15 April 2008

Olaf Zimmermann: Auch Ego-Shooter sind Kunst

Anfang Februar hat Olaf Zimmermann vom Deutschen Kulturrat im Magazin GEE gesagt, dass auch Videospielentwickler Künstler sind und damit eine kleine Debatte angestoßen. So hab ich anschließend etwa Hans Joachim Otto, Vorsitzender des Ausschusses für Kultur und Medien des Deutschen Bundestages, zum Thema befragt, und Telepolis hat seitdem einige interessante Artikel veröffentlicht.

Tja, jedenfalls hackt DerWesten jetzt nochmal nach und hat mit Olaf Zimmermann über den angekündigten Computerspiele-Preis der Regierung, Gewalt und Kultur gesprochen.

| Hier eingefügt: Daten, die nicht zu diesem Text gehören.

use anyhow::Result;
use chrono::Utc;

use crate::{
    db::{
        Database,
        project_repo::{ProjectRepositoryRef, UpdateProjectParams},
    },
    ids::{ProjectId, UserId, WorkspaceId},
    pagination::{Page, Pagination},
};

#[derive(Debug, Clone, PartialEq)]
pub struct ProjectRecord {
    pub id: ProjectId,
    pub workspace_id: WorkspaceId,
    pub name: String,
    pub emoji: Option<String>,
    pub description: Option<String>,
    pub created_by: UserId,
    pub created_at: i64,
    pub updated_at: i64,
}

#[derive(Clone)]
pub struct ProjectStore {
    project_repo: ProjectRepositoryRef,
}

impl ProjectStore {
    pub fn new(database: &Database) -> Self {
        Self {
            project_repo: database.repositories().project_repo(),
        }
    }

    pub async fn create(
        &self,
        workspace_id: &WorkspaceId,
        created_by: &UserId,
        name: &str,
        emoji: Option<&str>,
        description: Option<&str>,
    ) -> Result<ProjectRecord> {
        let now = Utc::now().timestamp();
        let record = ProjectRecord {
            id: ProjectId::generate(),
            workspace_id: workspace_id.clone(),
            name: name.trim().to_owned(),
            emoji: trimmed(emoji),
            description: trimmed(description),
            created_by: created_by.clone(),
            created_at: now,
            updated_at: now,
        };
        self.project_repo.insert_project(&record).await?;
        Ok(record)
    }

    pub async fn find(&self, workspace_id: &str, id: &str) -> Result<Option<ProjectRecord>> {
        self.project_repo.fetch_project(workspace_id, id).await
    }

    pub async fn list(
        &self,
        workspace_id: &str,
        pagination: Pagination,
    ) -> Result<Page<ProjectRecord>> {
        let (items, total) = self
            .project_repo
            .list_projects(workspace_id, pagination)
            .await?;
        Ok(Page::new(items, total, pagination))
    }

    pub async fn update(
        &self,
        workspace_id: &str,
        id: &str,
        name: Option<&str>,
        emoji: Option<&str>,
        description: Option<&str>,
    ) -> Result<Option<ProjectRecord>> {
        let updated = self
            .project_repo
            .update_project(UpdateProjectParams {
                workspace_id: WorkspaceId::from(workspace_id),
                id: ProjectId::from(id),
                name: name.map(|value| value.trim().to_owned()),
                emoji: emoji.map(|value| trimmed(Some(value))),
                description: description.map(|value| trimmed(Some(value))),
                updated_at: Utc::now().timestamp(),
            })
            .await?;
        if !updated {
            return Ok(None);
        }
        self.project_repo.fetch_project(workspace_id, id).await
    }

    /// Removes the project and all of its tasks atomically.
    pub async fn delete(&self, workspace_id: &str, id: &str) -> Result<bool> {
        self.project_repo
            .delete_project_with_tasks(workspace_id, id)
            .await
    }
}

fn trimmed(value: Option<&str>) -> Option<String> {
    value
        .map(str::trim)
        .filter(|value| !value.is_empty())
        .map(ToOwned::to_owned)
}

#[cfg(test)]
mod tests {
    use super::*;
    use crate::{
        task::{NewTask, TaskFilter, TaskStatus, TaskStore},
        test_support::setup_database,
    };

    #[tokio::test]
    async fn pagination_over_twenty_five_projects() {
        let (_dir, database) = setup_database().await;
        let store = ProjectStore::new(&database);
        let workspace = WorkspaceId::from("ws-1");
        let creator = UserId::from("user-1");

        for index in 0..25 {
            store
                .create(&workspace, &creator, &format!("Season {index}"), None, None)
                .await
                .expect("create project");
        }

        let page = store
            .list(&workspace, Pagination::new(10, 2).unwrap())
            .await
            .expect("list");
        assert_eq!(page.items.len(), 10);
        assert_eq!(page.info.skip, 10);
        assert_eq!(page.info.total_count, 25);
        assert_eq!(page.info.total_pages, 3);
        // newest first: page two starts at the 15th project created
        assert_eq!(page.items[0].name, "Season 14");
    }

    #[tokio::test]
    async fn delete_removes_project_tasks() {
        let (_dir, database) = setup_database().await;
        let projects = ProjectStore::new(&database);
        let tasks = TaskStore::new(&database);
        let workspace = WorkspaceId::from("ws-1");
        let creator = UserId::from("user-1");

        let project = projects
            .create(&workspace, &creator, "Maize", Some("🌽"), None)
            .await
            .expect("project");
        let sibling = projects
            .create(&workspace, &creator, "Beans", None, None)
            .await
            .expect("sibling");

        for target in [&project, &project, &sibling] {
            tasks
                .create(
                    &workspace,
                    &target.id,
                    &creator,
                    NewTask {
                        title: "Seed loan".to_owned(),
                        description: None,
                        status: TaskStatus::Todo,
                        priority: Default::default(),
                        assigned_to: None,
                        due_date: None,
                        amount: 10.0,
                    },
                )
                .await
                .expect("task");
        }

        assert!(projects.delete(&workspace, &project.id).await.expect("delete"));
        assert!(projects.find(&workspace, &project.id).await.expect("find").is_none());

        let remaining = tasks
            .list(&workspace, &TaskFilter::default(), Pagination::default())
            .await
            .expect("list tasks");
        assert_eq!(remaining.info.total_count, 1);
        assert_eq!(remaining.items[0].project_id, sibling.id);

        assert!(!projects.delete(&workspace, &project.id).await.expect("delete again"));
    }
}
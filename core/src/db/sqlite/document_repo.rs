use anyhow::Result;
use async_trait::async_trait;
use sqlx::{Pool, Row, Sqlite, sqlite::SqliteRow};

use crate::{
    db::document_repo::DocumentRepository,
    document::DocumentRecord,
    ids::{DocumentId, UserId, WorkspaceId},
    pagination::Pagination,
};

pub struct SqliteDocumentRepository {
    pool: Pool<Sqlite>,
}

impl SqliteDocumentRepository {
    pub fn new(pool: Pool<Sqlite>) -> Self {
        Self { pool }
    }

    fn map_document_row(row: SqliteRow) -> DocumentRecord {
        DocumentRecord {
            id: DocumentId::from(row.get::<String, _>("id")),
            external_id: row.get("external_id"),
            workspace_id: WorkspaceId::from(row.get::<String, _>("workspace_id")),
            storage_key: row.get("storage_key"),
            file_url: row.get("file_url"),
            file_name: row.get("file_name"),
            content_type: row.get("content_type"),
            size: row.get("size"),
            uploaded_by: UserId::from(row.get::<String, _>("uploaded_by")),
            uploaded_at: row.get("uploaded_at"),
        }
    }
}

#[async_trait]
impl DocumentRepository for SqliteDocumentRepository {
    async fn insert_document(&self, record: &DocumentRecord) -> Result<()> {
        sqlx::query(
            "INSERT INTO documents (
                 id,
                 external_id,
                 workspace_id,
                 storage_key,
                 file_url,
                 file_name,
                 content_type,
                 size,
                 uploaded_by,
                 uploaded_at
             ) VALUES (?, ?, ?, ?, ?, ?, ?, ?, ?, ?)",
        )
        .bind(record.id.as_str())
        .bind(&record.external_id)
        .bind(record.workspace_id.as_str())
        .bind(&record.storage_key)
        .bind(&record.file_url)
        .bind(&record.file_name)
        .bind(record.content_type.as_deref())
        .bind(record.size)
        .bind(record.uploaded_by.as_str())
        .bind(record.uploaded_at)
        .execute(&self.pool)
        .await?;
        Ok(())
    }

    async fn fetch_document(&self, id: &str) -> Result<Option<DocumentRecord>> {
        let row = sqlx::query(
            "SELECT id, external_id, workspace_id, storage_key, file_url, file_name,
                    content_type, size, uploaded_by, uploaded_at
             FROM documents
             WHERE id = ?",
        )
        .bind(id)
        .fetch_optional(&self.pool)
        .await?;

        Ok(row.map(Self::map_document_row))
    }

    async fn list_documents(
        &self,
        workspace_id: &str,
        pagination: Pagination,
    ) -> Result<(Vec<DocumentRecord>, i64)> {
        let total: i64 =
            sqlx::query_scalar("SELECT COUNT(*) FROM documents WHERE workspace_id = ?")
                .bind(workspace_id)
                .fetch_one(&self.pool)
                .await?;

        let rows = sqlx::query(
            "SELECT id, external_id, workspace_id, storage_key, file_url, file_name,
                    content_type, size, uploaded_by, uploaded_at
             FROM documents
             WHERE workspace_id = ?
             ORDER BY uploaded_at DESC, rowid DESC
             LIMIT ? OFFSET ?",
        )
        .bind(workspace_id)
        .bind(pagination.limit())
        .bind(pagination.skip())
        .fetch_all(&self.pool)
        .await?;

        Ok((rows.into_iter().map(Self::map_document_row).collect(), total))
    }

    async fn delete_matching(&self, id: &str, file_url: &str) -> Result<Option<DocumentRecord>> {
        let row = sqlx::query(
            "DELETE FROM documents
             WHERE id = ? AND file_url = ?
             RETURNING id, external_id, workspace_id, storage_key, file_url, file_name,
                       content_type, size, uploaded_by, uploaded_at",
        )
        .bind(id)
        .bind(file_url)
        .fetch_optional(&self.pool)
        .await?;

        Ok(row.map(Self::map_document_row))
    }
}
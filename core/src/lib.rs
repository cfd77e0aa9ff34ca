pub mod analytics;
pub mod blob;
pub mod config;
pub mod db;
pub mod document;
pub mod farmer;
pub mod ids;
pub mod pagination;
pub mod permissions;
pub mod project;
pub mod task;
pub mod workspace;
pub mod workspace_member;

#[cfg(test)]
pub(crate) mod test_support;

Auf die Frage hin ob ein gewalthaltiges Computerspiel auch ein Kunstwerk sein kann, sage ich ganz eindeutig: Ja, es kann. Wir haben in bestimmten Bereichen Spiele die sehr gewalthaltig sind und was ich viel erschreckender finde, es gibt eine unheimliche Menge an Spielen, die von Dummheit geradezu strotzen.
Hierzu kann ich nur sagen: Der Mann hat vollkommen recht!

2 Comments:

Anonym said...

Dass der sagt dass eine unheimliche Menge an Spielen vor Dummheit strotzt finde ich etwas komisch ... ansonsten hat schon viel richtiges gesagt. Super ... der Westen macht sich allmählich.

Anonym said...

Is schon richtig was der da sagt. Ist doch alles auf seine Art Kunst: Fernsehserien, Filme warum nicht auch Spiele?